> **TRY IT**:
Lines from the beginning of the data below through the one containing "pub const SENTINEL: &str" are to be printed exactly as they appear.

> **Dataset entries**:
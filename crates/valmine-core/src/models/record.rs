//! The assembled extraction record.

use serde::ser::{Serialize, SerializeMap, Serializer};

/// Marker for a field that was looked up but could not be resolved.
pub const SENTINEL: &str = "N/A";

/// An ordered field-name to value mapping produced for one document.
///
/// The record always holds exactly the fields of the schema it was
/// assembled from, in schema order, regardless of input. Serializes as a
/// map with that order preserved.
#[derive(Debug, Clone, Default, PartialEq, Eq)]
pub struct ExtractionRecord {
    fields: Vec<(String, String)>,
}

impl ExtractionRecord {
    /// Create an empty record.
    pub fn new() -> Self {
        Self { fields: Vec::new() }
    }

    /// Create an empty record with room for `capacity` fields.
    pub fn with_capacity(capacity: usize) -> Self {
        Self {
            fields: Vec::with_capacity(capacity),
        }
    }

    /// Set a field value, appending the field if it is new and replacing
    /// the value in place (order unchanged) if it already exists.
    pub fn insert(&mut self, name: impl Into<String>, value: impl Into<String>) {
        let name = name.into();
        let value = value.into();
        match self.fields.iter_mut().find(|(n, _)| *n == name) {
            Some((_, v)) => *v = value,
            None => self.fields.push((name, value)),
        }
    }

    /// Look up a field value by name.
    pub fn get(&self, name: &str) -> Option<&str> {
        self.fields
            .iter()
            .find(|(n, _)| n == name)
            .map(|(_, v)| v.as_str())
    }

    /// Whether the named field is present but unresolved.
    pub fn is_sentinel(&self, name: &str) -> bool {
        self.get(name) == Some(SENTINEL)
    }

    /// Number of fields holding the sentinel.
    pub fn sentinel_count(&self) -> usize {
        self.fields.iter().filter(|(_, v)| v == SENTINEL).count()
    }

    /// Field names in record order.
    pub fn field_names(&self) -> impl Iterator<Item = &str> {
        self.fields.iter().map(|(n, _)| n.as_str())
    }

    /// Field values in record order.
    pub fn values(&self) -> impl Iterator<Item = &str> {
        self.fields.iter().map(|(_, v)| v.as_str())
    }

    /// (name, value) pairs in record order.
    pub fn iter(&self) -> impl Iterator<Item = (&str, &str)> {
        self.fields.iter().map(|(n, v)| (n.as_str(), v.as_str()))
    }

    pub fn len(&self) -> usize {
        self.fields.len()
    }

    pub fn is_empty(&self) -> bool {
        self.fields.is_empty()
    }
}

impl Serialize for ExtractionRecord {
    fn serialize<S: Serializer>(&self, serializer: S) -> Result<S::Ok, S::Error> {
        let mut map = serializer.serialize_map(Some(self.fields.len()))?;
        for (name, value) in &self.fields {
            map.serialize_entry(name, value)?;
        }
        map.end()
    }
}

#[cfg(test)]
mod tests {
    use super::*;

    #[test]
    fn test_insert_preserves_order() {
        let mut record = ExtractionRecord::new();
        record.insert("B_FIELD", "1");
        record.insert("A_FIELD", "2");
        record.insert("C_FIELD", SENTINEL);

        let names: Vec<&str> = record.field_names().collect();
        assert_eq!(names, vec!["B_FIELD", "A_FIELD", "C_FIELD"]);
    }

    #[test]
    fn test_insert_replaces_in_place() {
        let mut record = ExtractionRecord::new();
        record.insert("X", SENTINEL);
        record.insert("Y", "kept");
        record.insert("X", "resolved");

        assert_eq!(record.get("X"), Some("resolved"));
        let names: Vec<&str> = record.field_names().collect();
        assert_eq!(names, vec!["X", "Y"]);
    }

    #[test]
    fn test_sentinel_count() {
        let mut record = ExtractionRecord::new();
        record.insert("A", "value");
        record.insert("B", SENTINEL);
        record.insert("C", SENTINEL);

        assert_eq!(record.sentinel_count(), 2);
        assert!(record.is_sentinel("B"));
        assert!(!record.is_sentinel("A"));
        assert!(!record.is_sentinel("MISSING"));
    }

    #[test]
    fn test_serialize_keeps_field_order() {
        let mut record = ExtractionRecord::new();
        record.insert("ZULU", "1");
        record.insert("ALPHA", "2");

        let json = serde_json::to_string(&record).unwrap();
        assert_eq!(json, r#"{"ZULU":"1","ALPHA":"2"}"#);
    }
}
//! Configuration structures for the extraction pipeline.

use serde::{Deserialize, Serialize};

/// Main configuration for the valmine pipeline.
#[derive(Debug, Clone, Default, Serialize, Deserialize)]
#[serde(default)]
pub struct ValmineConfig {
    /// Field extraction configuration.
    pub extraction: ExtractionConfig,

    /// PDF acquisition configuration.
    pub pdf: PdfConfig,
}

/// Policy for a date candidate that resists every calendar template.
#[derive(Debug, Clone, Copy, PartialEq, Eq, Serialize, Deserialize)]
#[serde(rename_all = "snake_case")]
pub enum DateFallback {
    /// Keep the whitespace-normalized candidate text.
    CleanedText,
    /// Give up and report the field as unresolved.
    Sentinel,
}

/// Output representation for resolved coordinates.
#[derive(Debug, Clone, Copy, PartialEq, Eq, Serialize, Deserialize)]
#[serde(rename_all = "snake_case")]
pub enum CoordinateMode {
    /// Decimal degrees, six decimal places.
    Decimal,
    /// Degrees-minutes-seconds with a hemisphere letter.
    Dms,
}

/// Field extraction configuration.
#[derive(Debug, Clone, Serialize, Deserialize)]
#[serde(default)]
pub struct ExtractionConfig {
    /// Minimum digit count for an accepted monetary value.
    pub min_money_digits: usize,

    /// Earliest plausible report year.
    pub year_min: i32,

    /// Latest plausible report year.
    pub year_max: i32,

    /// Canonical output format for resolved dates (chrono strftime).
    pub date_format: String,

    /// What to do with a date candidate no template can parse.
    pub date_fallback: DateFallback,

    /// Output representation for coordinates.
    pub coordinate_mode: CoordinateMode,

    /// Fields the diagnostic reporter treats as required.
    pub required_fields: Vec<String>,
}

impl Default for ExtractionConfig {
    fn default() -> Self {
        Self {
            min_money_digits: 4,
            year_min: 2015,
            year_max: 2025,
            date_format: "%Y-%m-%d".to_string(),
            date_fallback: DateFallback::CleanedText,
            coordinate_mode: CoordinateMode::Decimal,
            required_fields: vec![
                "VALUATION_DATE".to_string(),
                "VALUER_NAME".to_string(),
                "TITLE_NUMBER".to_string(),
                "COUNTY".to_string(),
                "MARKET_VALUE".to_string(),
            ],
        }
    }
}

impl ExtractionConfig {
    /// Whether a parsed year falls inside the plausible range.
    pub fn year_plausible(&self, year: i32) -> bool {
        (self.year_min..=self.year_max).contains(&year)
    }
}

/// PDF acquisition configuration.
#[derive(Debug, Clone, Serialize, Deserialize)]
#[serde(default)]
pub struct PdfConfig {
    /// Marker inserted between pages of acquired text.
    pub page_break_marker: String,

    /// Minimum character count for acquired text to be considered usable.
    pub min_text_length: usize,
}

impl Default for PdfConfig {
    fn default() -> Self {
        Self {
            page_break_marker: "--- PAGE BREAK ---".to_string(),
            min_text_length: 50,
        }
    }
}

impl ValmineConfig {
    /// Load configuration from a JSON file.
    pub fn from_file(path: &std::path::Path) -> Result<Self, std::io::Error> {
        let content = std::fs::read_to_string(path)?;
        serde_json::from_str(&content)
            .map_err(|e| std::io::Error::new(std::io::ErrorKind::InvalidData, e.to_string()))
    }

    /// Save configuration to a JSON file.
    pub fn save(&self, path: &std::path::Path) -> Result<(), std::io::Error> {
        let content = serde_json::to_string_pretty(self)
            .map_err(|e| std::io::Error::new(std::io::ErrorKind::InvalidData, e.to_string()))?;
        std::fs::write(path, content)
    }
}

#[cfg(test)]
mod tests {
    use super::*;

    #[test]
    fn test_default_round_trips_through_json() {
        let config = ValmineConfig::default();
        let json = serde_json::to_string(&config).unwrap();
        let back: ValmineConfig = serde_json::from_str(&json).unwrap();

        assert_eq!(back.extraction.min_money_digits, 4);
        assert_eq!(back.extraction.date_format, "%Y-%m-%d");
        assert_eq!(back.extraction.coordinate_mode, CoordinateMode::Decimal);
        assert_eq!(back.pdf.page_break_marker, "--- PAGE BREAK ---");
    }

    #[test]
    fn test_partial_config_uses_defaults() {
        let config: ValmineConfig =
            serde_json::from_str(r#"{"extraction":{"year_max":2030}}"#).unwrap();
        assert_eq!(config.extraction.year_max, 2030);
        assert_eq!(config.extraction.year_min, 2015);
        assert!(config.extraction.year_plausible(2030));
        assert!(!config.extraction.year_plausible(2031));
    }
}
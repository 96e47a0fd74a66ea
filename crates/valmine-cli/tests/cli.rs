//! End-to-end smoke tests over pre-extracted text reports.

use assert_cmd::Command;
use predicates::prelude::*;

const SAMPLE_REPORT: &str = "\
Our Ref: NWR/417/VAL/2025/03
REPORT AND VALUATION OF L.R. NO. 12715/225
The property is situated at Ondiri within Kikuyu Township in Kiambu County.
Current Market Value: KShs. 8,500,000/=
Yours faithfully,
Grace Wanjiru Kamau
Registered & Practicing Valuer
Date: 11th March 2025
";

#[test]
fn test_process_text_report_to_json() {
    let dir = tempfile::tempdir().unwrap();
    let report = dir.path().join("report.txt");
    std::fs::write(&report, SAMPLE_REPORT).unwrap();

    let mut cmd = Command::cargo_bin("valmine").unwrap();
    cmd.arg("process").arg(&report);
    cmd.assert()
        .success()
        .stdout(predicate::str::contains(r#""MARKET_VALUE": "8500000""#))
        .stdout(predicate::str::contains(r#""VALUATION_DATE": "2025-03-11""#))
        .stdout(predicate::str::contains(r#""COUNTY": "Kiambu County""#));
}

#[test]
fn test_process_reports_unsupported_format() {
    let dir = tempfile::tempdir().unwrap();
    let report = dir.path().join("report.docx");
    std::fs::write(&report, "not a supported format").unwrap();

    let mut cmd = Command::cargo_bin("valmine").unwrap();
    cmd.arg("process").arg(&report);
    cmd.assert().failure();
}

#[test]
fn test_batch_writes_consolidated_csv() {
    let dir = tempfile::tempdir().unwrap();
    std::fs::write(dir.path().join("a.txt"), SAMPLE_REPORT).unwrap();
    let output = dir.path().join("out.csv");

    let mut cmd = Command::cargo_bin("valmine").unwrap();
    cmd.arg("batch")
        .arg(dir.path().join("*.txt"))
        .arg("--output")
        .arg(&output);
    cmd.assert().success();

    let csv = std::fs::read_to_string(&output).unwrap();
    let mut lines = csv.lines();
    let header = lines.next().unwrap();
    assert!(header.starts_with("FileName,REF_ID,VALUATION_DATE"));
    assert!(lines.next().unwrap().contains("8500000"));
}
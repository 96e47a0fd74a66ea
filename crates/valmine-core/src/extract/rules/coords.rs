//! Geographic coordinate extraction.

use super::patterns::{DECIMAL_COORD_PAIR, DMS_PAIR};
use crate::models::schema::Axis;

/// A validated coordinate pair in decimal degrees.
#[derive(Debug, Clone, Copy, PartialEq)]
pub struct Coordinate {
    pub latitude: f64,
    pub longitude: f64,
}

impl Coordinate {
    /// Build a pair, range-checking latitude to [-90, 90] and longitude to
    /// [-180, 180].
    pub fn validated(latitude: f64, longitude: f64) -> Option<Self> {
        if latitude.abs() <= 90.0 && longitude.abs() <= 180.0 {
            Some(Self {
                latitude,
                longitude,
            })
        } else {
            None
        }
    }

    /// One axis as a decimal-degree string.
    pub fn decimal_axis(&self, axis: Axis) -> String {
        match axis {
            Axis::Latitude => format!("{:.6}", self.latitude),
            Axis::Longitude => format!("{:.6}", self.longitude),
        }
    }

    /// One axis as a degrees-minutes-seconds string with a hemisphere
    /// letter.
    pub fn dms_axis(&self, axis: Axis) -> String {
        match axis {
            Axis::Latitude => render_dms(self.latitude, 'N', 'S'),
            Axis::Longitude => render_dms(self.longitude, 'E', 'W'),
        }
    }
}

fn render_dms(value: f64, positive: char, negative: char) -> String {
    let hemisphere = if value < 0.0 { negative } else { positive };
    let magnitude = value.abs();
    let degrees = magnitude.trunc();
    let minutes = ((magnitude - degrees) * 60.0).trunc();
    let seconds = (magnitude - degrees - minutes / 60.0) * 3600.0;
    format!(
        "{}°{}'{:.1}\"{}",
        degrees as u32, minutes as u32, seconds, hemisphere
    )
}

/// Locate a latitude/longitude pair in text.
///
/// The decimal path reads the first adjacent signed decimal-degree pair as
/// (latitude, longitude); a pair arriving transposed is swapped when the
/// magnitudes make the order unambiguous (|latitude| above 90 while the
/// other token is not). When no valid decimal pair is present, a combined
/// degrees-minutes-seconds expression is tried, with southern/eastern
/// hemisphere defaults matching the documents' region. Out-of-range pairs
/// are discarded. Never panics.
pub fn extract_coordinates(text: &str) -> Option<Coordinate> {
    if text.is_empty() {
        return None;
    }

    if let Some(caps) = DECIMAL_COORD_PAIR.captures(text) {
        let first: Option<f64> = caps[1].parse().ok();
        let second: Option<f64> = caps[2].parse().ok();
        if let (Some(mut latitude), Some(mut longitude)) = (first, second) {
            if latitude.abs() > 90.0 && longitude.abs() <= 90.0 {
                std::mem::swap(&mut latitude, &mut longitude);
            }
            if let Some(coordinate) = Coordinate::validated(latitude, longitude) {
                return Some(coordinate);
            }
        }
    }

    let caps = DMS_PAIR.captures(text)?;
    let lat_degrees: f64 = caps[1].parse().ok()?;
    let lat_minutes: f64 = caps[2].parse().ok()?;
    let lat_seconds: f64 = caps[3].parse().ok()?;
    let lat_hemisphere = caps.get(4).map_or("S", |m| m.as_str());
    let lon_degrees: f64 = caps[5].parse().ok()?;
    let lon_minutes: f64 = caps[6].parse().ok()?;
    let lon_seconds: f64 = caps[7].parse().ok()?;
    let lon_hemisphere = caps.get(8).map_or("E", |m| m.as_str());

    let mut latitude = lat_degrees + lat_minutes / 60.0 + lat_seconds / 3600.0;
    let mut longitude = lon_degrees + lon_minutes / 60.0 + lon_seconds / 3600.0;
    if lat_hemisphere.eq_ignore_ascii_case("S") {
        latitude = -latitude;
    }
    if lon_hemisphere.eq_ignore_ascii_case("W") {
        longitude = -longitude;
    }

    Coordinate::validated(latitude, longitude)
}

#[cfg(test)]
mod tests {
    use super::*;

    #[test]
    fn test_decimal_pair() {
        let coordinate = extract_coordinates("GPS: -1.30969, 36.92089").unwrap();
        assert!((coordinate.latitude - -1.30969).abs() < 1e-9);
        assert!((coordinate.longitude - 36.92089).abs() < 1e-9);
        assert_eq!(coordinate.decimal_axis(Axis::Latitude), "-1.309690");
        assert_eq!(coordinate.decimal_axis(Axis::Longitude), "36.920890");
    }

    #[test]
    fn test_idempotent_on_canonical_pair() {
        let coordinate = extract_coordinates("-1.309690, 36.920890").unwrap();
        assert_eq!(coordinate.decimal_axis(Axis::Latitude), "-1.309690");
        assert_eq!(coordinate.decimal_axis(Axis::Longitude), "36.920890");
    }

    #[test]
    fn test_transposed_pair_swapped() {
        let coordinate = extract_coordinates("100.5, 36.9").unwrap();
        assert!((coordinate.latitude - 36.9).abs() < 1e-9);
        assert!((coordinate.longitude - 100.5).abs() < 1e-9);
    }

    #[test]
    fn test_pair_invalid_even_after_swap() {
        assert_eq!(extract_coordinates("200.0, 95.0"), None);
    }

    #[test]
    fn test_dms_pair_converted() {
        let coordinate = extract_coordinates(r#"1°18'34.9"S 36°55'11.3"E"#).unwrap();
        assert!((coordinate.latitude - -1.309694).abs() < 1e-4);
        assert!((coordinate.longitude - 36.919806).abs() < 1e-4);
    }

    #[test]
    fn test_dms_hemisphere_defaults_south_east() {
        let coordinate = extract_coordinates("1°18'34.9 36°55'11.3").unwrap();
        assert!(coordinate.latitude < 0.0);
        assert!(coordinate.longitude > 0.0);
    }

    #[test]
    fn test_dms_rendering() {
        let coordinate = Coordinate::validated(-1.309694, 36.919806).unwrap();
        assert_eq!(coordinate.dms_axis(Axis::Latitude), "1°18'34.9\"S");
        assert_eq!(coordinate.dms_axis(Axis::Longitude), "36°55'11.3\"E");
    }

    #[test]
    fn test_no_coordinates_present() {
        assert_eq!(extract_coordinates("no numbers of note"), None);
        assert_eq!(extract_coordinates(""), None);
    }
}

> **SOLUTION**:
filename crates/valmine-core/src/models/record.rs
//! The assembled extraction record.

use serde::ser::{Serialize, SerializeMap, Serializer};

/// Marker for a field that was looked up but could not be resolved.
pub const SENTINEL: &str = "N/A";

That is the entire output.